Lines from the beginning of the data below through the one containing "particular bootstrap decision" are to be printed exactly as they appear.

BEGIN AVAILABLE DATA

//! Session bootstrap logic
//!
//! Detects a session whose only history entry is an unanswered question, so
//! the runtime can replay it once to produce the missing answer.

use crate::llm::{HistoryMessage, Role};

/// Result of analyzing history for bootstrap
#[derive(Debug, Clone, PartialEq, Eq)]
pub struct BootstrapDecision {
    /// The stored question to replay, if bootstrap should fire
    pub question: Option<String>,
    /// Reason for the decision (for debugging)
    pub reason: BootstrapReason,
}

/// Why we made a particular bootstrap decision
#[derive(Debug, Clone, Copy, PartialEq, Eq)]
pub enum BootstrapReason {
    /// No history at all
    EmptyHistory,
    /// Several entries ending in a model answer
    AlreadyAnswered,
    /// Several entries ending in an unanswered question
    MultipleEntries,
    /// A single entry that is not a user message
    LastEntryNotUser,
    /// Exactly one unanswered user message
    UnansweredSingleEntry,
}

impl BootstrapDecision {
    fn skip(reason: BootstrapReason) -> Self {
        Self {
            question: None,
            reason,
        }
    }

    pub fn fires(&self) -> bool {
        self.question.is_some()
    }
}

/// Decide whether a freshly seeded session needs its first answer generated
pub fn should_bootstrap(history: &[HistoryMessage]) -> BootstrapDecision {
    match history {
        [] => BootstrapDecision::skip(BootstrapReason::EmptyHistory),
        [only] if only.role == Role::User => BootstrapDecision {
            question: Some(only.text().to_string()),
            reason: BootstrapReason::UnansweredSingleEntry,
        },
        [_] => BootstrapDecision::skip(BootstrapReason::LastEntryNotUser),
        [.., last] if last.role == Role::Model => {
            BootstrapDecision::skip(BootstrapReason::AlreadyAnswered)
        }
        [..] => BootstrapDecision::skip(BootstrapReason::MultipleEntries),
    }
}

END AVAILABLE DATA

ANSWER TO THIS PROBLEM.
//! Session bootstrap logic
//!
//! Detects a session whose only history entry is an unanswered question, so
//! the runtime can replay it once to produce the missing answer.

use crate::llm::{HistoryMessage, Role};

/// Result of analyzing history for bootstrap
#[derive(Debug, Clone, PartialEq, Eq)]
pub struct BootstrapDecision {
    /// The stored question to replay, if bootstrap should fire
    pub question: Option<String>,
    /// Reason for the decision (for debugging)
    pub reason: BootstrapReason,
}

/// Why we made a particular bootstrap decision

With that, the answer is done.